START RECORDS FOR THE EXERCISE

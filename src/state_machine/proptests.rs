//! Property-based tests for the state machine
//!
//! These tests verify key invariants hold across all possible inputs.

use super::transition::*;
use super::*;
use crate::backend::ChatResponse;
use crate::model::{Message, Role, SocialEvent};
use proptest::prelude::*;

// ============================================================================
// Arbitrary Generators
// ============================================================================

fn arb_chat_state() -> impl Strategy<Value = ChatState> {
    prop_oneof![
        Just(ChatState::Idle),
        (0u64..4).prop_map(|generation| ChatState::Sending { generation }),
        (0u64..4).prop_map(|generation| ChatState::Resetting { generation }),
    ]
}

/// States reachable from the default state: the busy phase always carries
/// the current generation
fn arb_state() -> impl Strategy<Value = SessionState> {
    (arb_chat_state(), any::<bool>()).prop_map(|(chat, completed)| {
        let generation = match chat {
            ChatState::Idle => 0,
            ChatState::Sending { generation } | ChatState::Resetting { generation } => generation,
        };
        SessionState {
            chat,
            generation,
            completed,
        }
    })
}

fn arb_event_card() -> impl Strategy<Value = SocialEvent> {
    ("[A-Za-z ]{1,20}", "[A-Za-z]{3}").prop_map(|(title, date)| SocialEvent {
        title,
        date,
        ..SocialEvent::default()
    })
}

fn arb_reply() -> impl Strategy<Value = ChatResponse> {
    (
        "[a-zA-Z !?]{0,40}",
        proptest::collection::vec(arb_event_card(), 0..3),
        any::<bool>(),
        proptest::option::of("[a-zA-Z .]{0,30}"),
    )
        .prop_map(|(text, events, mission_complete, new_vibe)| ChatResponse {
            text,
            events,
            mission_complete,
            new_vibe,
        })
}

fn arb_blank_text() -> impl Strategy<Value = String> {
    "[ \t\n]{0,5}"
}

fn arb_event() -> impl Strategy<Value = Event> {
    prop_oneof![
        "[a-zA-Z ]{0,20}".prop_map(|text| Event::UserSend { text }),
        proptest::option::of("[A-Z][a-z]{1,8}").prop_map(|user_name| Event::Reset { user_name }),
        ((0u64..5), arb_reply()).prop_map(|(generation, reply)| Event::ChatReply {
            generation,
            reply
        }),
        (0u64..5).prop_map(|generation| Event::ChatFailed { generation }),
        (0u64..5).prop_map(|generation| Event::ChatAbandoned { generation }),
        (0u64..5).prop_map(|generation| Event::ResetSettled { generation }),
    ]
}

fn appended(effects: &[Effect]) -> Vec<&Message> {
    effects
        .iter()
        .filter_map(|e| match e {
            Effect::AppendMessage(m) => Some(m),
            _ => None,
        })
        .collect()
}

// ============================================================================
// Properties
// ============================================================================

proptest! {
    #[test]
    fn blank_input_never_changes_anything(state in arb_state(), text in arb_blank_text()) {
        let result = transition(&state, Event::UserSend { text });
        prop_assert_eq!(result.unwrap_err(), TransitionError::EmptyMessage);
    }

    #[test]
    fn chat_request_only_leaves_idle(state in arb_state(), event in arb_event()) {
        if let Ok(result) = transition(&state, event) {
            let requests = result
                .effects
                .iter()
                .filter(|e| matches!(e, Effect::RequestChat { .. }))
                .count();
            if requests > 0 {
                prop_assert_eq!(requests, 1);
                prop_assert_eq!(state.chat, ChatState::Idle);
                prop_assert!(result.new_state.chat.is_sending());
                // The user message is appended before the request goes out
                prop_assert!(matches!(
                    result.effects.first(),
                    Some(Effect::AppendMessage(m)) if m.role == Role::User
                ));
            }
        }
    }

    #[test]
    fn reset_always_starts_clean(state in arb_state(), user_name in proptest::option::of("[A-Z][a-z]{1,8}")) {
        let result = transition(&state, Event::Reset { user_name: user_name.clone() }).unwrap();

        prop_assert_eq!(result.new_state.generation, state.generation + 1);
        prop_assert!(!result.new_state.completed);
        prop_assert_eq!(
            result.new_state.chat,
            ChatState::Resetting { generation: state.generation + 1 }
        );
        let seeded: Vec<_> = result
            .effects
            .iter()
            .filter_map(|e| match e {
                Effect::ReplaceLog(messages) => Some(messages.clone()),
                _ => None,
            })
            .collect();
        prop_assert_eq!(seeded, vec![vec![Message::greeting(user_name.as_deref())]]);
    }

    #[test]
    fn stale_replies_are_inert(state in arb_state(), reply in arb_reply(), offset in 1u64..3) {
        prop_assume!(state.generation >= offset);
        let stale = state.generation - offset;
        let result = transition(&state, Event::ChatReply { generation: stale, reply }).unwrap();

        prop_assert_eq!(result.new_state, state);
        prop_assert!(appended(&result.effects).is_empty());
        prop_assert_eq!(result.effects, vec![Effect::DiscardStale { generation: stale }]);
    }

    #[test]
    fn completed_only_moves_on_signal_or_reset(state in arb_state(), event in arb_event()) {
        let is_reset = matches!(event, Event::Reset { .. });
        let signals_complete = matches!(
            &event,
            Event::ChatReply { reply, .. } if reply.mission_complete
        );

        if let Ok(result) = transition(&state, event) {
            if state.completed && !result.new_state.completed {
                prop_assert!(is_reset, "completed cleared by a non-reset event");
            }
            if !state.completed && result.new_state.completed {
                prop_assert!(signals_complete, "completed set without backend signal");
            }
        }
    }

    #[test]
    fn sequences_keep_at_most_one_request_in_flight(events in proptest::collection::vec(arb_event(), 1..40)) {
        let mut state = SessionState::default();
        let mut in_flight: Option<u64> = None;

        for event in events {
            let before = state;
            let Ok(result) = transition(&state, event) else {
                continue;
            };
            state = result.new_state;

            prop_assert!(state.generation >= before.generation);

            for effect in &result.effects {
                if let Effect::RequestChat { generation, .. } = effect {
                    prop_assert!(!before.is_busy());
                    prop_assert_eq!(*generation, state.generation);
                    in_flight = Some(*generation);
                }
            }

            match state.chat {
                ChatState::Sending { generation } => {
                    prop_assert_eq!(Some(generation), in_flight);
                }
                ChatState::Idle | ChatState::Resetting { .. } => in_flight = None,
            }
        }
    }

    #[test]
    fn at_most_one_message_appended_per_event(state in arb_state(), event in arb_event()) {
        if let Ok(result) = transition(&state, event) {
            prop_assert!(appended(&result.effects).len() <= 1);
        }
    }
}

END RECORDS FOR THE EXERCISE

__TASK DETAILS__. Transcribe the entries above, every line exactly as it reads.

__RESPONSE TO THIS EXERCISE__.
filename src/state_machine/proptests.rs
//! Property-based tests for the state machine
//!
//! These tests verify key invariants hold across all possible inputs.

use super::transition::*;
use super::*;
use crate::backend::ChatResponse;
use crate::model::{Message, Role, SocialEvent};
use proptest::prelude::*;

// ============================================================================
// Arbitrary Generators
// ============================================================================

fn arb_chat_state() -> impl Strategy<Value = ChatState> {
    prop_oneof![
        Just(ChatState::Idle),
        (0u64..4).prop_map(|generation| ChatState::Sending { generation }),
        (0u64..4).prop_map(|generation| ChatState::Resetting { generation }),
    ]
}

/// States reachable from the default state: the busy phase always carries
/// the current generation
fn arb_state() -> impl Strategy<Value = SessionState> {
    (arb_chat_state(), any::<bool>()).prop_map(|(chat, completed)| {
        let generation = match chat {
            ChatState::Idle => 0,
            ChatState::Sending { generation } | ChatState::Resetting { generation } => generation,
        };
        SessionState {
            chat,
            generation,
            completed,
        }
    })
}

fn arb_event_card() -> impl Strategy<Value = SocialEvent> {
    ("[A-Za-z ]{1,20}", "[A-Za-z]{3}").prop_map(|(title, date)| SocialEvent {
        title,
        date,
        ..SocialEvent::default()
    })
}

fn arb_reply() -> impl Strategy<Value = ChatResponse> {
    (
        "[a-zA-Z !?]{0,40}",
        proptest::collection::vec(arb_event_card(), 0..3),
        any::<bool>(),
        proptest::option::of("[a-zA-Z .]{0,30}"),
    )
        .prop_map(|(text, events, mission_complete, new_vibe)| ChatResponse {
            text,
            events,
            mission_complete,
            new_vibe,
        })
}

fn arb_blank_text() -> impl Strategy<Value = String> {
    "[ \t\n]{0,5}"
}

fn arb_event() -> impl Strategy<Value = Event> {
    prop_oneof![
        "[a-zA-Z ]{0,20}".prop_map(|text| Event::UserSend { text }),
        proptest::option::of("[A-Z][a-z]{1,8}").prop_map(|user_name| Event::Reset { user_name }),
        ((0u64..5), arb_reply()).prop_map(|(generation, reply)| Event::ChatReply {
            generation,
            reply
        }),
        (0u64..5).prop_map(|generation| Event::ChatFailed { generation }),
        (0u64..5).prop_map(|generation| Event::ChatAbandoned { generation }),
        (0u64..5).prop_map(|generation| Event::ResetSettled { generation }),
    ]
}

fn appended(effects: &[Effect]) -> Vec<&Message> {
    effects
        .iter()
        .filter_map(|e| match e {
            Effect::AppendMessage(m) => Some(m),
            _ => None,
        })
        .collect()
}

// ============================================================================
// Properties
// ============================================================================

proptest! {
    #[test]
    fn blank_input_never_changes_anything(state in arb_state(), text in arb_blank_text()) {
        let result = transition(&state, Event::UserSend { text });
        prop_assert_eq!(result.unwrap_err(), TransitionError::EmptyMessage);
    }

    #[test]
    fn chat_request_only_leaves_idle(state in arb_state(), event in arb_event()) {
        if let Ok(result) = transition(&state, event) {
            let requests = result
                .effects
                .iter()
                .filter(|e| matches!(e, Effect::RequestChat { .. }))
                .count();
            if requests > 0 {
                prop_assert_eq!(requests, 1);
                prop_assert_eq!(state.chat, ChatState::Idle);
                prop_assert!(result.new_state.chat.is_sending());
                // The user message is appended before the request goes out
                prop_assert!(matches!(
                    result.effects.first(),
                    Some(Effect::AppendMessage(m)) if m.role == Role::User
                ));
            }
        }
    }

    #[test]
    fn reset_always_starts_clean(state in arb_state(), user_name in proptest::option::of("[A-Z][a-z]{1,8}")) {
        let result = transition(&state, Event::Reset { user_name: user_name.clone() }).unwrap();

        prop_assert_eq!(result.new_state.generation, state.generation + 1);
        prop_assert!(!result.new_state.completed);
        prop_assert_eq!(
            result.new_state.chat,
            ChatState::Resetting { generation: state.generation + 1 }
        );
        let seeded: Vec<_> = result
            .effects
            .iter()
            .filter_map(|e| match e {
                Effect::ReplaceLog(messages) => Some(messages.clone()),
                _ => None,
            })
            .collect();
        prop_assert_eq!(seeded, vec![vec![Message::greeting(user_name.as_deref())]]);
    }

    #[test]
    fn stale_replies_are_inert(state in arb_state(), reply in arb_reply(), offset in 1u64..3) {
        prop_assume!(state.generation >= offset);
        let stale = state.generation - offset;
        let result = transition(&state, Event::ChatReply { generation: stale, reply }).unwrap();

        prop_assert_eq!(result.new_state, state);
        prop_assert!(appended(&result.effects).is_empty());
        prop_assert_eq!(result.effects, vec![Effect::DiscardStale { generation: stale }]);
    }

    #[test]
    fn completed_only_moves_on_signal_or_reset(state in arb_state(), event in arb_event()) {
        let is_reset = matches!(event, Event::Reset { .. });
        let signals_complete = matches!(
            &event,
            Event::ChatReply { reply, .. } if reply.mission_complete
        );

        if let Ok(result) = transition(&state, event) {
            if state.completed && !result.new_state.completed {
                prop_assert!(is_reset, "completed cleared by a non-reset event");
            }
            if !state.completed && result.new_state.completed {
                prop_assert!(signals_complete, "completed set without backend signal");
            }
        }
    }

    #[test]
    fn sequences_keep_at_most_one_request_in_flight(events in proptest::collection::vec(arb_event(), 1..40)) {
        let mut state = SessionState::default();
        let mut in_flight: Option<u64> = None;

        for event in events {
            let before = state;
            let Ok(result) = transition(&state, event) else {
                continue;
            };
            state = result.new_state;

            prop_assert!(state.generation >= before.generation);

            for effect in &result.effects {
                if let Effect::RequestChat { generation, .. } = effect {
                    prop_assert!(!before.is_busy());
                    prop_assert_eq!(*generation, state.generation);
                    in_flight = Some(*generation);
                }
            }

            match state.chat {
                ChatState::Sending { generation } => {
                    prop_assert_eq!(Some(generation), in_flight);
                }
                ChatState::Idle | ChatState::Resetting { .. } => in_flight = None,
            }
        }
    }

    #[test]
    fn at_most_one_message_appended_per_event(state in arb_state(), event in arb_event()) {
        if let Ok(result) = transition(&state, event) {
            prop_assert!(appended(&result.effects).len() <= 1);
        }
    }
}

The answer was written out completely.